For most of the two years after Russia’s full-scale invasion in February 2022, the emphasis was on Ukraine’s heroic self-defence, the impressive leadership qualities of President Volodymyr Zelenskyy, and the paramount need for western governments to maintain military and financial support for the Ukrainian struggle against its revanchist enemy.
This began to change towards the end of 2023, as it became clear that Ukraine’s counteroffensive had failed to achieve a breakthrough, and that US and European backing for Kyiv’s war effort was mired in political difficulties.
On Thursday, the EU overcame Hungarian objections and approved a €50bn aid package for Ukraine — a decision that received the western media’s full attention. Still, such coverage doesn’t detract from the impression that there is nowadays more reporting and analysis of domestic political tensions in Ukraine, corruption and problems in areas such as recruitment for the armed forces.
Neither the Biden administration nor most European governments are talking in public about applying pressure, mild or otherwise, on Ukraine to end the war. Overwhelmingly, western support for Ukraine’s long-term independence and alignment with the democratic world remains firm. Suspicion and dislike of President Vladimir Putin and his autocratic, neo-imperialist Russia run high.
However, it seems to me that the shift in western news coverage and commentary reflects an emerging impulse among some policymakers and opinion-formers to question for how long, and under what conditions, western support should continue for Ukraine’s war effort.
Zelenskyy and Zaluzhny
This week brought a good illustration of the switch in focus to Ukraine’s domestic scene. It has been an open secret since late last year that not all is smooth in the relationship between Zelenskyy, the civilian head of state, and Valeriy Zaluzhny, the commander-in-chief of Ukraine’s armed forces.
Now, as the FT’s Christopher Miller reports from Kyiv, it appears that Zelenskyy may have decided to remove Zaluzhny from his post.

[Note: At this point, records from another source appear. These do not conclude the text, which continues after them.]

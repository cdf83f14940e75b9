use std::any::Any;
use std::io;
use std::panic::{self, AssertUnwindSafe};
use std::sync::{mpsc, Arc};
use std::thread::{self, JoinHandle};
use std::time::Duration;

use offload_logging::{offload_debug, offload_error, offload_info, offload_warn, TimedSection};

use crate::{
    decode_request, encode_response, RequestToken, Response, Transform, WorkerError,
};

enum WorkerCommand {
    Process {
        token: RequestToken,
        message: String,
    },
    Shutdown,
}

/// A serialized reply together with the token of the request it answers.
#[derive(Debug, Clone, PartialEq, Eq)]
pub struct WorkerReply {
    pub token: RequestToken,
    pub message: String,
    /// Time spent inside the worker, decode to encode.
    pub processing: Duration,
}

pub trait ReplySink: Send + Sync {
    fn deliver(&self, reply: WorkerReply);
}

pub struct ChannelReplySink {
    tx: mpsc::Sender<WorkerReply>,
}

impl ChannelReplySink {
    pub fn new(tx: mpsc::Sender<WorkerReply>) -> Self {
        Self { tx }
    }
}

impl ReplySink for ChannelReplySink {
    fn deliver(&self, reply: WorkerReply) {
        let _ = self.tx.send(reply);
    }
}

#[derive(Debug, Clone)]
pub struct WorkerSettings {
    pub thread_name: String,
    pub stack_size: Option<usize>,
}

impl Default for WorkerSettings {
    fn default() -> Self {
        Self {
            thread_name: "offload-worker".to_string(),
            stack_size: None,
        }
    }
}

#[derive(Debug, Clone, Copy, PartialEq, Eq, thiserror::Error)]
#[error("worker thread has stopped")]
pub struct WorkerGone;

/// Owns the background thread. Requests are processed strictly one at a time
/// in submission order.
pub struct WorkerHandle {
    cmd_tx: mpsc::Sender<WorkerCommand>,
    thread: Option<JoinHandle<()>>,
}

impl WorkerHandle {
    pub fn spawn(
        settings: &WorkerSettings,
        transform: Arc<dyn Transform>,
        sink: Arc<dyn ReplySink>,
    ) -> io::Result<Self> {
        let (cmd_tx, cmd_rx) = mpsc::channel();
        let mut builder = thread::Builder::new().name(settings.thread_name.clone());
        if let Some(size) = settings.stack_size {
            builder = builder.stack_size(size);
        }
        let thread = builder.spawn(move || run(cmd_rx, transform.as_ref(), sink.as_ref()))?;

        Ok(Self {
            cmd_tx,
            thread: Some(thread),
        })
    }

    pub fn submit(&self, token: RequestToken, message: String) -> Result<(), WorkerGone> {
        self.cmd_tx
            .send(WorkerCommand::Process { token, message })
            .map_err(|_| WorkerGone)
    }

    pub fn is_alive(&self) -> bool {
        self.thread
            .as_ref()
            .is_some_and(|thread| !thread.is_finished())
    }

    /// Stops the thread after the request it is working on, and waits for it.
    pub fn shutdown(mut self) {
        let _ = self.cmd_tx.send(WorkerCommand::Shutdown);
        if let Some(thread) = self.thread.take() {
            if thread.join().is_err() {
                offload_warn!("Worker thread panicked during shutdown");
            }
        }
    }
}

impl Drop for WorkerHandle {
    fn drop(&mut self) {
        if self.thread.is_some() {
            let _ = self.cmd_tx.send(WorkerCommand::Shutdown);
        }
    }
}

fn run(cmd_rx: mpsc::Receiver<WorkerCommand>, transform: &dyn Transform, sink: &dyn ReplySink) {
    offload_info!("Worker thread started");
    while let Ok(command) = cmd_rx.recv() {
        match command {
            WorkerCommand::Process { token, message } => {
                offload_debug!("Worker received token={} bytes={}", token, message.len());
                let section = TimedSection::start("worker request");
                let reply = handle_message(transform, &message);
                let processing = section.finish();
                sink.deliver(WorkerReply {
                    token,
                    message: reply,
                    processing,
                });
            }
            WorkerCommand::Shutdown => break,
        }
    }
    offload_info!("Worker thread stopped");
}

/// Handles one serialized request and returns the serialized reply.
///
/// Never panics: malformed input, unsupported actions and failures inside
/// the transform all come back as error replies.
pub fn handle_message(transform: &dyn Transform, message: &str) -> String {
    let result = decode_request(message).and_then(|request| {
        let action = request.action();
        panic::catch_unwind(AssertUnwindSafe(|| transform.apply(request)))
            .unwrap_or_else(|payload| Err(WorkerError::Internal(panic_message(payload.as_ref()))))
            .inspect_err(|err| offload_warn!("Worker {} failed: {}", action, err))
    });
    if let Err(WorkerError::UnsupportedAction(action)) = &result {
        offload_warn!("Worker rejected unsupported action {:?}", action);
    }

    let response = Response::from(result);
    encode_response(&response).unwrap_or_else(|err| {
        offload_error!("Failed to encode worker reply: {}", err);
        serde_json::json!({
            "error": format!("failed to process data: {err}"),
            "kind": "internal",
        })
        .to_string()
    })
}

fn panic_message(payload: &(dyn Any + Send)) -> String {
    if let Some(text) = payload.downcast_ref::<&str>() {
        (*text).to_string()
    } else if let Some(text) = payload.downcast_ref::<String>() {
        text.clone()
    } else {
        "worker panicked".to_string()
    }
}
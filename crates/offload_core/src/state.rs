use std::sync::Arc;

use crate::view_model::AppViewModel;
use crate::{Dataset, FileHandle, OperationKind, PipelineError, RequestToken};

#[derive(Debug, Clone, Copy, PartialEq, Eq, Default)]
pub enum SessionState {
    #[default]
    Idle,
    Busy,
}

/// The single request currently awaiting a reply.
#[derive(Debug, Clone, Copy, PartialEq, Eq)]
pub struct InFlight {
    pub token: RequestToken,
    pub kind: OperationKind,
}

/// The most recent operation that replaced the dataset.
#[derive(Debug, Clone, Copy, PartialEq, Eq)]
pub struct Completion {
    pub token: RequestToken,
    pub kind: OperationKind,
    pub records: usize,
}

#[derive(Debug, Clone, PartialEq, Default)]
pub struct AppState {
    dataset: Arc<Dataset>,
    selected_file: Option<FileHandle>,
    filter_text: String,
    in_flight: Option<InFlight>,
    last_token: RequestToken,
    last_error: Option<PipelineError>,
    last_completion: Option<Completion>,
    stale_replies: u64,
    dirty: bool,
}

impl AppState {
    pub fn new() -> Self {
        Self::default()
    }

    pub fn view(&self) -> AppViewModel {
        AppViewModel {
            session: self.session(),
            loading: self.in_flight.is_some(),
            record_count: self.dataset.len(),
            records: Arc::clone(&self.dataset),
            filter_text: self.filter_text.clone(),
            selected_file: self.selected_file.as_ref().map(|file| file.name.clone()),
            last_error: self.last_error.as_ref().map(ToString::to_string),
            last_completion: self.last_completion,
            dirty: self.dirty,
        }
    }

    pub fn session(&self) -> SessionState {
        if self.in_flight.is_some() {
            SessionState::Busy
        } else {
            SessionState::Idle
        }
    }

    pub fn dataset(&self) -> &Arc<Dataset> {
        &self.dataset
    }

    pub fn selected_file(&self) -> Option<&FileHandle> {
        self.selected_file.as_ref()
    }

    pub fn filter_text(&self) -> &str {
        &self.filter_text
    }

    pub fn in_flight(&self) -> Option<InFlight> {
        self.in_flight
    }

    pub fn last_error(&self) -> Option<&PipelineError> {
        self.last_error.as_ref()
    }

    pub fn last_completion(&self) -> Option<Completion> {
        self.last_completion
    }

    /// Replies that arrived for a request that was no longer in flight.
    pub fn stale_replies(&self) -> u64 {
        self.stale_replies
    }

    /// Returns whether the view changed since the last call, and resets the flag.
    pub fn consume_dirty(&mut self) -> bool {
        std::mem::take(&mut self.dirty)
    }

    pub(crate) fn mark_dirty(&mut self) {
        self.dirty = true;
    }

    pub(crate) fn select_file(&mut self, file: Option<FileHandle>) {
        self.selected_file = file;
        self.mark_dirty();
    }

    pub(crate) fn set_filter_text(&mut self, text: String) {
        if self.filter_text != text {
            self.filter_text = text;
            self.mark_dirty();
        }
    }

    pub(crate) fn reject(&mut self, error: PipelineError) {
        self.last_error = Some(error);
        self.mark_dirty();
    }

    /// Marks the session busy with a fresh token.
    pub(crate) fn begin(&mut self, kind: OperationKind) -> RequestToken {
        self.last_token += 1;
        let token = self.last_token;
        self.in_flight = Some(InFlight { token, kind });
        self.last_error = None;
        self.mark_dirty();
        token
    }

    /// Applies a reply. Returns `false` when `token` is not the request in flight.
    pub(crate) fn finish(
        &mut self,
        token: RequestToken,
        result: Result<Dataset, PipelineError>,
    ) -> bool {
        let in_flight = match self.in_flight {
            Some(in_flight) if in_flight.token == token => in_flight,
            _ => {
                self.stale_replies += 1;
                return false;
            }
        };

        self.in_flight = None;
        match result {
            Ok(dataset) => {
                self.last_completion = Some(Completion {
                    token,
                    kind: in_flight.kind,
                    records: dataset.len(),
                });
                self.dataset = Arc::new(dataset);
                self.last_error = None;
            }
            Err(error) => {
                self.last_error = Some(error);
            }
        }
        self.mark_dirty();
        true
    }
}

To be clear, the historical record shows that it is perfectly normal and sometimes useful to change military leaders — and even political leaders — during a war. To cite one example, the UK and France paved the way to victory in the first world war by replacing the prime ministers and military commanders under whom they had entered the fighting in 1914.
However, Mark Galeotti, a prominent western commentator on the Russian-Ukrainian war, was not alone this week in suggesting, in a piece for The Spectator magazine, that “Zelenskyy’s rivalry with Zaluzhny spells bad news for Ukraine”.

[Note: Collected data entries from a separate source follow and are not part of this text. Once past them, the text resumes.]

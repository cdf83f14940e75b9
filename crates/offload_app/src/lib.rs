//! Offload app: the coordinator that drives the session state machine and
//! the background worker, plus its settings and timing reports.
mod coordinator;
mod pending;
mod settings;
mod timings;

pub use coordinator::Coordinator;
pub use settings::{load_settings, CoordinatorSettings, FallbackPolicy, SettingsError};
pub use timings::OperationTimings;

pub use offload_core::{
    AppViewModel, Dataset, ErrorCategory, FileHandle, FileSource, OperationKind, PipelineError,
    Record,
};
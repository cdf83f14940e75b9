use std::fmt;
use std::str::FromStr;

use serde::{Deserialize, Serialize};

pub type Record = serde_json::Value;
pub type Dataset = Vec<Record>;
pub type RequestToken = u64;

/// The closed set of actions the worker understands.
#[derive(Debug, Clone, Copy, PartialEq, Eq, Hash)]
pub enum Action {
    Parse,
    Filter,
    Sort,
}

impl Action {
    pub fn as_str(self) -> &'static str {
        match self {
            Action::Parse => "parse",
            Action::Filter => "filter",
            Action::Sort => "sort",
        }
    }
}

impl fmt::Display for Action {
    fn fmt(&self, f: &mut fmt::Formatter<'_>) -> fmt::Result {
        f.write_str(self.as_str())
    }
}

impl FromStr for Action {
    type Err = WorkerError;

    fn from_str(value: &str) -> Result<Self, Self::Err> {
        match value {
            "parse" => Ok(Action::Parse),
            "filter" => Ok(Action::Filter),
            "sort" => Ok(Action::Sort),
            other => Err(WorkerError::UnsupportedAction(other.to_string())),
        }
    }
}

/// Classification carried next to the message in an error reply.
#[derive(Debug, Clone, Copy, PartialEq, Eq, Serialize, Deserialize)]
#[serde(rename_all = "snake_case")]
pub enum WorkerErrorKind {
    Decode,
    UnsupportedAction,
    InvalidRequest,
    Internal,
}

#[derive(Debug, Clone, PartialEq, Eq, thiserror::Error)]
pub enum WorkerError {
    #[error("invalid JSON: {0}")]
    Decode(String),
    #[error("JSON root must be an array or an object, found {0}")]
    UnsupportedShape(&'static str),
    #[error("unsupported action: {0}")]
    UnsupportedAction(String),
    #[error("invalid request: {0}")]
    InvalidRequest(String),
    #[error("failed to process data: {0}")]
    Internal(String),
}

impl WorkerError {
    pub fn kind(&self) -> WorkerErrorKind {
        match self {
            WorkerError::Decode(_) | WorkerError::UnsupportedShape(_) => WorkerErrorKind::Decode,
            WorkerError::UnsupportedAction(_) => WorkerErrorKind::UnsupportedAction,
            WorkerError::InvalidRequest(_) => WorkerErrorKind::InvalidRequest,
            WorkerError::Internal(_) => WorkerErrorKind::Internal,
        }
    }
}

impl From<crate::DecodeError> for WorkerError {
    fn from(err: crate::DecodeError) -> Self {
        WorkerError::Decode(err.to_string())
    }
}
use std::time::Duration;

use thiserror::Error;

/// Every way a session operation can fail, as surfaced to the caller.
#[derive(Debug, Clone, PartialEq, Eq, Error)]
pub enum PipelineError {
    #[error("no file selected")]
    NoFileSelected,
    #[error("empty filter")]
    EmptyFilter,
    #[error("no data loaded")]
    NoDataLoaded,
    #[error("another operation is still in progress")]
    Busy,
    #[error("background worker unavailable: {0}")]
    TransportUnavailable(String),
    #[error("error reading file: {0}")]
    FileRead(String),
    #[error("{0}")]
    Decode(String),
    #[error("{0}")]
    UnsupportedAction(String),
    #[error("{0}")]
    InvalidRequest(String),
    #[error("{0}")]
    Worker(String),
    #[error("no reply from worker after {} ms", .0.as_millis())]
    Timeout(Duration),
    #[error("request cancelled")]
    Cancelled,
}

#[derive(Debug, Clone, Copy, PartialEq, Eq)]
pub enum ErrorCategory {
    UserInput,
    Precondition,
    Busy,
    Transport,
    Decode,
    UnsupportedAction,
    Worker,
    Abandoned,
}

impl PipelineError {
    pub fn category(&self) -> ErrorCategory {
        match self {
            PipelineError::NoFileSelected | PipelineError::EmptyFilter => ErrorCategory::UserInput,
            PipelineError::NoDataLoaded => ErrorCategory::Precondition,
            PipelineError::Busy => ErrorCategory::Busy,
            PipelineError::TransportUnavailable(_) | PipelineError::FileRead(_) => {
                ErrorCategory::Transport
            }
            PipelineError::Decode(_) => ErrorCategory::Decode,
            PipelineError::UnsupportedAction(_) => ErrorCategory::UnsupportedAction,
            PipelineError::InvalidRequest(_) | PipelineError::Worker(_) => ErrorCategory::Worker,
            PipelineError::Timeout(_) | PipelineError::Cancelled => ErrorCategory::Abandoned,
        }
    }

    /// Rejected before anything was sent to the worker.
    pub fn is_local(&self) -> bool {
        matches!(
            self.category(),
            ErrorCategory::UserInput | ErrorCategory::Precondition | ErrorCategory::Busy
        )
    }
}
//! Offload core: pure session state machine and view-model helpers.
mod effect;
mod error;
mod msg;
mod state;
mod types;
mod update;
mod view_model;

pub use effect::{Effect, Operation};
pub use error::{ErrorCategory, PipelineError};
pub use msg::Msg;
pub use state::{AppState, Completion, InFlight, SessionState};
pub use types::{Dataset, FileHandle, FileSource, OperationKind, Record, RequestToken};
pub use update::update;
pub use view_model::AppViewModel;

One reason is that Zaluzhny is more popular than Zelenskyy with the Ukrainian public. In the survey below, published by the Kyiv International Institute of Sociology, we see that trust in Zelenskyy dropped to 62 per cent last December from 84 per cent in December 2022.

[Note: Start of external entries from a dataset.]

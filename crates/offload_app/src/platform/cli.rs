use std::path::PathBuf;

use clap::Parser;

/// Parse a JSON file off the main thread, then sort and filter it.
#[derive(Debug, Parser)]
#[command(name = "offload", version, about)]
pub struct Args {
    /// JSON file holding an array of records or an object of records.
    pub file: PathBuf,

    /// Sort the loaded records before filtering.
    #[arg(long)]
    pub sort: bool,

    /// Keep records containing TEXT, ignoring case. Repeat to narrow further.
    #[arg(long = "filter", value_name = "TEXT")]
    pub filters: Vec<String>,

    /// RON settings file.
    #[arg(long, value_name = "PATH")]
    pub config: Option<PathBuf>,

    /// Overrides the reply timeout from the settings file. 0 waits forever.
    #[arg(long, value_name = "N")]
    pub timeout_ms: Option<u64>,

    /// Run transformations inline when no worker thread can be used.
    #[arg(long)]
    pub inline_fallback: bool,

    /// Also write log records to this file.
    #[arg(long, value_name = "PATH")]
    pub log_file: Option<PathBuf>,

    #[arg(short, long)]
    pub verbose: bool,
}
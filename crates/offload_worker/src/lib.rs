//! Offload worker: message protocol, dataset transformations and the background thread.
mod coerce;
mod decode;
mod protocol;
mod transform;
mod types;
mod worker;

pub use decode::{decode_file_bytes, DecodeError, DecodedText};
pub use protocol::{
    decode_request, decode_response, encode_request, encode_response, ErrorReply, ParseSource,
    ProtocolError, Request, Response, WireRequest,
};
pub use transform::{
    canonical_text, filter_records, parse_json_text, select_sort_key, sort_records,
    JsonTransform, SortKey, Transform,
};
pub use types::{Action, Dataset, Record, RequestToken, WorkerError, WorkerErrorKind};
pub use worker::{
    handle_message, ChannelReplySink, ReplySink, WorkerGone, WorkerHandle, WorkerReply,
    WorkerSettings,
};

By contrast, 88 per cent of Ukrainians expressed trust in Zaluzhny (there are no comparable data for a year earlier).
As Gwendolyn Sasse points out for the Carnegie Europe think-tank, the decline in support for Zelenskyy isn’t alarming. His ratings are still high, and in a long war it’s only natural that the “rally round the flag” effect should wane over time.
However, she adds: “Society simply expects Zelenskyy and Zaluzhny to co-operate.”
A return of oligarchy?
In my view, the Zelenskyy-Zaluzhny dispute is important not only in itself, but because it relates to the way that some western specialists are starting to question the president’s leadership in terms of the quality of democracy and governance in Ukraine.
In this article for Business Insider, published in December, Paul Starobin, an author with long experience of Russia and Ukraine, took a look at Andriy Yermak. As head of Zelenskyy’s presidential office, Yermak is widely regarded as the second most powerful civilian figure in Ukraine.
Starobin quotes Daria Kaleniuk, a respected anti-corruption campaigner, as saying that Russia’s invasion “largely destroyed the generation of oligarchs who had enjoyed free rein to plunder Ukraine’s economy since the country freed itself from the Soviet Union in 1991”.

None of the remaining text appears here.